» **AVAILABLE DATA**:
######

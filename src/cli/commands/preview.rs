//! Preview command implementation
//!
//! Prints the indexed header row and the first rows of a file, plus which
//! columns each contact field resolves to. Used to pick `drop-columns`
//! indices before running the pipeline.

use super::shared::setup_logging;
use crate::app::models::{ColumnSchema, Dataset, Field};
use crate::app::services::dataset_io::read_dataset;
use crate::cli::args::PreviewArgs;
use crate::Result;
use colored::*;
use tracing::info;

/// Preview command runner
pub fn run_preview(args: PreviewArgs) -> Result<()> {
    setup_logging(args.get_log_level(), false)?;
    args.validate()?;

    let dataset = read_dataset(&args.input)?;
    info!(
        "Previewing {} of {} rows from {}",
        args.rows.min(dataset.row_count()),
        dataset.row_count(),
        dataset.source
    );

    for line in preview_report(&dataset, args.rows) {
        println!("{}", line);
    }
    Ok(())
}

/// Table preview followed by the field-to-column mapping
pub fn preview_report(dataset: &Dataset, rows: usize) -> Vec<String> {
    let mut lines = dataset.preview_lines(rows);
    if !dataset.has_headers() {
        return lines;
    }

    let schema = ColumnSchema::resolve(&dataset.headers);
    lines.push(String::new());
    lines.push(format!("{}", "Field columns".bright_green().bold()));

    for field in Field::ALL {
        let line = match schema.get(field) {
            Some(index) => {
                let header = dataset.headers.get(index).map(String::as_str).unwrap_or("");
                let moved = if index != field.documented_index() {
                    format!(" (expected at {})", field.documented_index())
                } else {
                    String::new()
                };
                format!(
                    "  {:<12} {:>3}  {}{}",
                    field.label(),
                    index,
                    header,
                    moved.bright_yellow()
                )
            }
            None => format!("  {:<12} {}", field.label(), "not found".bright_red()),
        };
        lines.push(line);
    }
    lines
}

#[cfg(test)]
mod tests {
    use super::*;
    use crate::app::models::Row;

    #[test]
    fn test_preview_report_lists_fields() {
        let dataset = Dataset::new(
            vec!["First Name".into(), "Last Name".into(), "Phone".into()],
            vec![Row::from(vec!["Ann", "Lee", "5125550101"])],
            "short.csv",
        );

        let lines = preview_report(&dataset, 5);

        assert!(lines[0].starts_with("| 0"));
        assert!(lines.iter().any(|l| l.contains("Showing 1 of 1 rows from short.csv")));
        let phone = lines
            .iter()
            .find(|l| l.trim_start().starts_with("phone"))
            .unwrap();
        assert!(phone.contains("Phone"));
        assert!(phone.contains("expected at 8"));
        let email = lines
            .iter()
            .find(|l| l.trim_start().starts_with("email"))
            .unwrap();
        assert!(email.contains("not found"));
    }

    #[test]
    fn test_preview_report_without_headers() {
        let dataset = Dataset::new(Vec::new(), Vec::new(), "empty.csv");
        assert_eq!(
            preview_report(&dataset, 5),
            vec!["Dataset has no header row.".to_string()]
        );
    }
}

######

» **REQUIRED WORK**:
Word for word, restate each of the records above.

» **EXERCISE ANSWER**:
filename src/cli/commands/preview.rs
//! Preview command implementation
//!
//! Prints the indexed header row and the first rows of a file, plus which
//! columns each contact field resolves to. Used to pick `drop-columns`
//! indices before running the pipeline.

use super::shared::setup_logging;
use crate::app::models::{ColumnSchema, Dataset, Field};
use crate::app::services::dataset_io::read_dataset;
use crate::cli::args::PreviewArgs;
use crate::Result;
use colored::*;
use tracing::info;

/// Preview command runner
pub fn run_preview(args: PreviewArgs) -> Result<()> {
    setup_logging(args.get_log_level(), false)?;
    args.validate()?;

    let dataset = read_dataset(&args.input)?;
    info!(
        "Previewing {} of {} rows from {}",
        args.rows.min(dataset.row_count()),
        dataset.row_count(),
        dataset.source
    );

    for line in preview_report(&dataset, args.rows) {
        println!("{}", line);
    }
    Ok(())
}

/// Table preview followed by the field-to-column mapping
pub fn preview_report(dataset: &Dataset, rows: usize) -> Vec<String> {
    let mut lines = dataset.preview_lines(rows);
    if !dataset.has_headers() {
        return lines;
    }

    let schema = ColumnSchema::resolve(&dataset.headers);
    lines.push(String::new());
    lines.push(format!("{}", "Field columns".bright_green().bold()));

    for field in Field::ALL {
        let line = match schema.get(field) {
            Some(index) => {
                let header = dataset.headers.get(index).map(String::as_str).unwrap_or("");
                let moved = if index != field.documented_index() {
                    format!(" (expected at {})", field.documented_index())
                } else {
                    String::new()
                };
                format!(
                    "  {:<12} {:>3}  {}{}",
                    field.label(),
                    index,
                    header,
                    moved.bright_yellow()
                )
            }
            None => format!("  {:<12} {}", field.label(), "not found".bright_red()),
        };
        lines.push(line);
    }
    lines
}

#[cfg(test)]
mod tests {
    use super::*;
    use crate::app::models::Row;

    #[test]
    fn test_preview_report_lists_fields() {
        let dataset = Dataset::new(
            vec!["First Name".into(), "Last Name".into(), "Phone".into()],
            vec![Row::from(vec!["Ann", "Lee", "5125550101"])],
            "short.csv",
        );

        let lines = preview_report(&dataset, 5);

        assert!(lines[0].starts_with("| 0"));
        assert!(lines.iter().any(|l| l.contains("Showing 1 of 1 rows from short.csv")));
        let phone = lines
            .iter()
            .find(|l| l.trim_start().starts_with("phone"))
            .unwrap();
        assert!(phone.contains("Phone"));
        assert!(phone.contains("expected at 8"));
        let email = lines
            .iter()
            .find(|l| l.trim_start().starts_with("email"))
            .unwrap();
        assert!(email.contains("not found"));
    }

    #[test]
    fn test_preview_report_without_headers() {
        let dataset = Dataset::new(Vec::new(), Vec::new(), "empty.csv");
        assert_eq!(
            preview_report(&dataset, 5),
            vec!["Dataset has no header row.".to_string()]
        );
    }
}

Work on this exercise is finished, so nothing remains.